If you travel to a foreign country for a one week retreat, you may fly the day before or even a couple days prior to check-out the area. Generally when you travel on an international retreat, the retreat includes time for exploration and site-seeing.
If the retreat is in the US, use the google map tool to see how long it will take to get to the retreat location. Typically you will arrive at the retreat location late afternoon to allow plenty of time for checking-in and tour the site before evening practice or dinner.
Also refer to the Getting There tab for more details.
9. Prep work. What to do before departure to ensure fullfilment
Health: If you are traveling to a foreign country, you may want to check on the vaccination requirements (CDC vaccination recommendations here). However if you are traveling within the US, Mexico or Costa Rica you will not need any vaccinations. Refer to the What to Bring section to make sure you bring items such as sun screen and bug spray.

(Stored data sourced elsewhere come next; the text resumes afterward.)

//! Splitting a PKCS12 container into certificate and private key files.

use std::path::PathBuf;

use super::{run_plan, Plan, Session};
use crate::builders::{apksigner, openssl};
use crate::error::Result;
use crate::models::{CredentialSource, Pkcs12ToPemParams};
use crate::output_dir::DEFAULT_KEYSTORE_DIR;
use crate::prompt::{ask_secret, Field};
use crate::toolchain::Toolchain;

pub const MIN_PASSWORD_LENGTH: usize = 6;

pub async fn run(session: &mut Session<'_>) -> Result<()> {
    let params = gather(session)?;
    let plan = plan(&params, session.toolchain);
    run_plan(session, plan).await
}

pub fn gather(session: &mut Session<'_>) -> Result<Pkcs12ToPemParams> {
    let p12_path = PathBuf::from(session.ask(&Field::path("Enter PKCS12 file path: "))?);
    let password = ask_secret(
        session.prompter,
        &Field::secret("Enter PKCS12 password: ", MIN_PASSWORD_LENGTH),
    )?;
    let output_dir = session.output_dir(DEFAULT_KEYSTORE_DIR)?;

    Ok(Pkcs12ToPemParams {
        p12_path,
        password,
        output_dir,
    })
}

pub fn plan(params: &Pkcs12ToPemParams, toolchain: &Toolchain) -> Plan {
    let certificate = params.certificate_path();
    let private_key = params.private_key_path();

    let credentials = CredentialSource::CertificateAndKey {
        certificate: certificate.clone(),
        key: private_key.clone(),
    };

    Plan::new()
        .step(
            "Openssl command to convert PKCS12 to PEM",
            "PEM conversion failed.",
            openssl::pkcs12_to_pem(params, toolchain),
        )
        .step(
            "Openssl command to extract x509 certificate",
            "x509 certificate extraction failed.",
            openssl::extract_certificate(params, toolchain),
        )
        .step(
            "Openssl command to extract private key",
            "Private key extraction failed.",
            openssl::extract_private_key(params, toolchain),
        )
        .produces(&certificate)
        .produces(&private_key)
        .summary(format!("PEM file generated at: {}", params.pem_path().display()))
        .summary(format!(
            "x509 certificate generated at: {}",
            certificate.display()
        ))
        .summary(format!("Private key generated at: {}", private_key.display()))
        .log_to(params.log_path())
        .followup(
            "APK Signer Command",
            apksigner::signing_template(&credentials, toolchain),
        )
}

#[cfg(test)]
mod tests {
    use super::*;
    use crate::error::KeysignerError;
    use crate::testing::{RecordingRunner, ScriptedPrompter};

    fn prompter_for(p12: &std::path::Path, out: &std::path::Path) -> ScriptedPrompter {
        ScriptedPrompter::new([
            p12.to_str().unwrap(),
            "p12password",
            out.to_str().unwrap(),
        ])
    }

    #[tokio::test]
    async fn test_conversion_runs_three_steps_and_checks_artifacts() {
        let dir = tempfile::tempdir().unwrap();
        let p12 = dir.path().join("upload.p12");
        std::fs::write(&p12, b"").unwrap();
        let out = dir.path().join("out");
        // Stand in for the files openssl would write.
        std::fs::create_dir(&out).unwrap();
        std::fs::write(out.join("upload.x509.pem"), b"cert").unwrap();
        std::fs::write(out.join("upload.pk8"), b"key").unwrap();

        let mut prompter = prompter_for(&p12, &out);
        let runner = RecordingRunner::new();
        let toolchain = Toolchain::default();
        let mut session = Session::new(&mut prompter, &runner, &toolchain, dir.path());

        run(&mut session).await.unwrap();

        let commands = runner.commands();
        assert_eq!(commands.len(), 3);
        assert!(commands[0].starts_with("openssl pkcs12 -in"));
        assert!(commands[0].ends_with("-nodes -password pass:p12password"));
        assert!(commands[1].starts_with("openssl x509"));
        assert!(commands[2].starts_with("openssl pkcs8 -topk8"));

        let log = std::fs::read_to_string(out.join("upload_PEM_commands.txt")).unwrap();
        assert!(log.contains("Openssl command to extract private key:\n"));
        assert!(log.contains("--cert"));
        assert!(log.ends_with("--out signed.apk unsigned.apk\n\n"));
    }

    #[tokio::test]
    async fn test_missing_key_is_reported_and_not_logged() {
        let dir = tempfile::tempdir().unwrap();
        let p12 = dir.path().join("upload.p12");
        std::fs::write(&p12, b"").unwrap();
        let out = dir.path().join("out");

        let mut prompter = prompter_for(&p12, &out);
        let runner = RecordingRunner::new();
        let toolchain = Toolchain::default();
        let mut session = Session::new(&mut prompter, &runner, &toolchain, dir.path());

        let err = run(&mut session).await.unwrap_err();

        assert!(matches!(err, KeysignerError::MissingArtifact(_)));
        assert!(!out.join("upload_PEM_commands.txt").exists());
        assert!(prompter.errors()[0].contains("upload.x509.pem"));
    }

    #[tokio::test]
    async fn test_short_password_is_asked_again() {
        let dir = tempfile::tempdir().unwrap();
        let p12 = dir.path().join("upload.p12");
        std::fs::write(&p12, b"").unwrap();

        let mut prompter = ScriptedPrompter::new([p12.to_str().unwrap(), "12345", "123456", ""]);
        let runner = RecordingRunner::new();
        let toolchain = Toolchain::default();
        let mut session = Session::new(&mut prompter, &runner, &toolchain, dir.path());

        let params = gather(&mut session).unwrap();

        assert_eq!(params.output_dir, dir.path().join("keystore"));
        assert_eq!(
            prompter.errors(),
            vec!["Password must be at least 6 characters long."]
        );
    }
}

Passport: If you travel overseas make sure your passport is up to date. If you travel in other countries than Mexico and Costa Rica, such as India, research any visa requirements. Wikipedia has a handy way to search visa requirements around the globe here.
State of mind: to take full advantage of your retreat, we recommend first identifying your primary goal for taking the retreat (see #3 above), and then doing some prep-work beforehand. Reading can give you a great head start to get your head straight and ready. A few book ideas include:
- A fictional novel centered in the country where you’ll be. ( I LOVED when I traveled India while reading Holy Cow & Eat Pray Love)
- One that covers the yoga or meditation styles you’ll be experiencing.
- Stories on traveling or personal journeys
Odds and Ends: When my husband and I travel, we always ask each other: “do we have passports and credit cards?” That’s all you ever really need, but it might be nice to have a few extras that you can’t easily find where you’re going.
- A good inspirational book (also see “#9 Before the retreat above”)
- A journal to process and write down your thoughts
- Refillable water bottle
- Reusable shopping bag (handy for toting around odds and ends around the retreat center, or getting groceries from a local market).
- Appropriate clothing for the country/weather. Be mindful of local customs. Most yoga retreats are in warm-weather conditions, so warm weather clothes and swim wear is usually handy (a flattering swimsuit can be hard to find!).
- A few changes of yoga wear – most retreats offer yoga classes at least twice a day (mornings and evenings).
- Yoga mat (a mat strap or bag is handy to have while traveling)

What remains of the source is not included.